Materials and methods: A total of 776 multiple-choice questions from the Korean Society of Radiology In-Training Examinations were used, forming two question sets: one originally written in Korean and the other translated into English. We evaluated the performance of GPT-4 Turbo (gpt-4-turbo-2024-04-09) and GPT-4o (gpt-4o-2024-11-20) on these questions with the temperature set to zero, determining the accuracy based on the majority vote from five independent trials. We analyzed their results using the question type (text-only vs. image-based) and benchmarked them against nationwide radiology residents' performance. The impact of the input language (Korean or English) on model performance was examined.
Results: GPT-4o outperformed GPT-4 Turbo for both image-based (48.2% vs. 41.8%, P = 0.002) and text-only questions (77.9% vs. 69.0%, P = 0.031). On image-based questions, GPT-4 Turbo and GPT-4o showed comparable performance to that of 1st-year residents (41.8% and 48.2%, respectively, vs. 43.3%, P = 0.608 and 0.079, respectively) but lower performance than that of 2nd- to 4th-year residents (vs. 56.0%-63.9%, all P ≤ 0.005). For text-only questions, GPT-4 Turbo and GPT-4o performed better than residents across all years (69.0% and 77.9%, respectively, vs. 44.7%-57.5%, all P ≤ 0.039). Performance on the English- and Korean-version questions showed no significant differences for either model (all P ≥ 0.275).
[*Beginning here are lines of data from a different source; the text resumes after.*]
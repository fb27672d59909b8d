use std::rc::Rc;

use crate::config::AppConfig;
use crate::error::Result;
use crate::flow::{Diagnostics, FlowController};
use crate::scope::{DependencyModule, ModuleList};
use crate::tabs::{ReselectPolicy, TabDeclaration, TabHostOptions, TabTable};

use super::root::ApplicationRoot;
use super::window::Window;

/// Collects application-wide modules, tab declarations and diagnostics before
/// the root flow exists.
pub struct ApplicationBuilder {
    modules: ModuleList,
    tabs: TabTable,
    host_options: TabHostOptions,
    diagnostics: Diagnostics,
    window: Option<Rc<Window>>,
}

impl Default for ApplicationBuilder {
    fn default() -> Self {
        Self::new()
    }
}

impl ApplicationBuilder {
    pub fn new() -> Self {
        Self {
            modules: Vec::new(),
            tabs: TabTable::new(),
            host_options: TabHostOptions::default(),
            diagnostics: Diagnostics::new(),
            window: None,
        }
    }

    /// Adds a module to the application scope.
    pub fn module(mut self, module: impl DependencyModule + 'static) -> Self {
        self.modules.push(Box::new(module));
        self
    }

    pub fn tab(mut self, declaration: TabDeclaration) -> Self {
        self.tabs.insert(declaration);
        self
    }

    pub fn tabs(mut self, table: TabTable) -> Self {
        self.tabs = table;
        self
    }

    pub fn host_options(mut self, options: TabHostOptions) -> Self {
        self.host_options = options;
        self
    }

    pub fn reselect_policy(mut self, policy: ReselectPolicy) -> Self {
        self.host_options.reselect_policy = policy;
        self
    }

    pub fn diagnostics(mut self, diagnostics: Diagnostics) -> Self {
        self.diagnostics = diagnostics;
        self
    }

    pub fn window(mut self, window: Rc<Window>) -> Self {
        self.window = Some(window);
        self
    }

    /// Applies tab order, reselect policy and logging from `config`.
    pub fn config(self, config: &AppConfig) -> Result<Self> {
        let diagnostics = config.build_diagnostics()?;
        Ok(self
            .host_options(config.host_options())
            .diagnostics(diagnostics))
    }

    pub fn build(self) -> Rc<ApplicationRoot> {
        let window = self.window.unwrap_or_else(|| Rc::new(Window::new()));
        let root = ApplicationRoot::new(self.modules, window, self.tabs, self.host_options);
        root.core().set_diagnostics(self.diagnostics);
        root
    }
}

#[cfg(test)]
mod tests {
    use super::*;
    use crate::flow::FlowControllerExt;
    use crate::logging::LogLevel;
    use crate::scope::module_fn;

    #[test]
    fn modules_land_in_the_application_scope() {
        let app = ApplicationBuilder::new()
            .module(module_fn("answer", |registrations| {
                registrations.instance(Rc::new(42_u32));
            }))
            .build();
        assert_eq!(*app.resolve::<u32>().unwrap(), 42);
        let scope = app.core().scope().unwrap();
        assert_eq!(scope.label(), "application");
        assert_eq!(scope.module_names(), ["answer"]);
    }

    #[test]
    fn config_sets_options_and_logging() {
        let dir = tempfile::tempdir().unwrap();
        let config = AppConfig {
            reselect_policy: ReselectPolicy::ResetToRoot,
            log_file: Some(dir.path().join("app.log")),
            log_level: LogLevel::Debug,
            metrics: true,
            ..AppConfig::default()
        };
        let window = Rc::new(Window::new());
        let app = ApplicationBuilder::new()
            .window(Rc::clone(&window))
            .config(&config)
            .unwrap()
            .build();

        assert!(Rc::ptr_eq(app.window(), &window));
        let diagnostics = app.core().diagnostics();
        assert_eq!(diagnostics.logger().unwrap().min_level(), LogLevel::Debug);
        assert!(diagnostics.snapshot().is_some());
    }
}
Conclusion: GPT-4o outperformed the GPT-4 Turbo in all question types. On image-based questions, both models' performance matched that of 1st-year residents but was lower than that of higher-year residents. Both models demonstrated superior performance compared to residents for text-only questions. The models showed consistent performances across English and Korean inputs.
期刊介绍:
The inaugural issue of the Korean J Radiol came out in March 2000. Our journal aims to produce and propagate knowledge on radiologic imaging and related sciences.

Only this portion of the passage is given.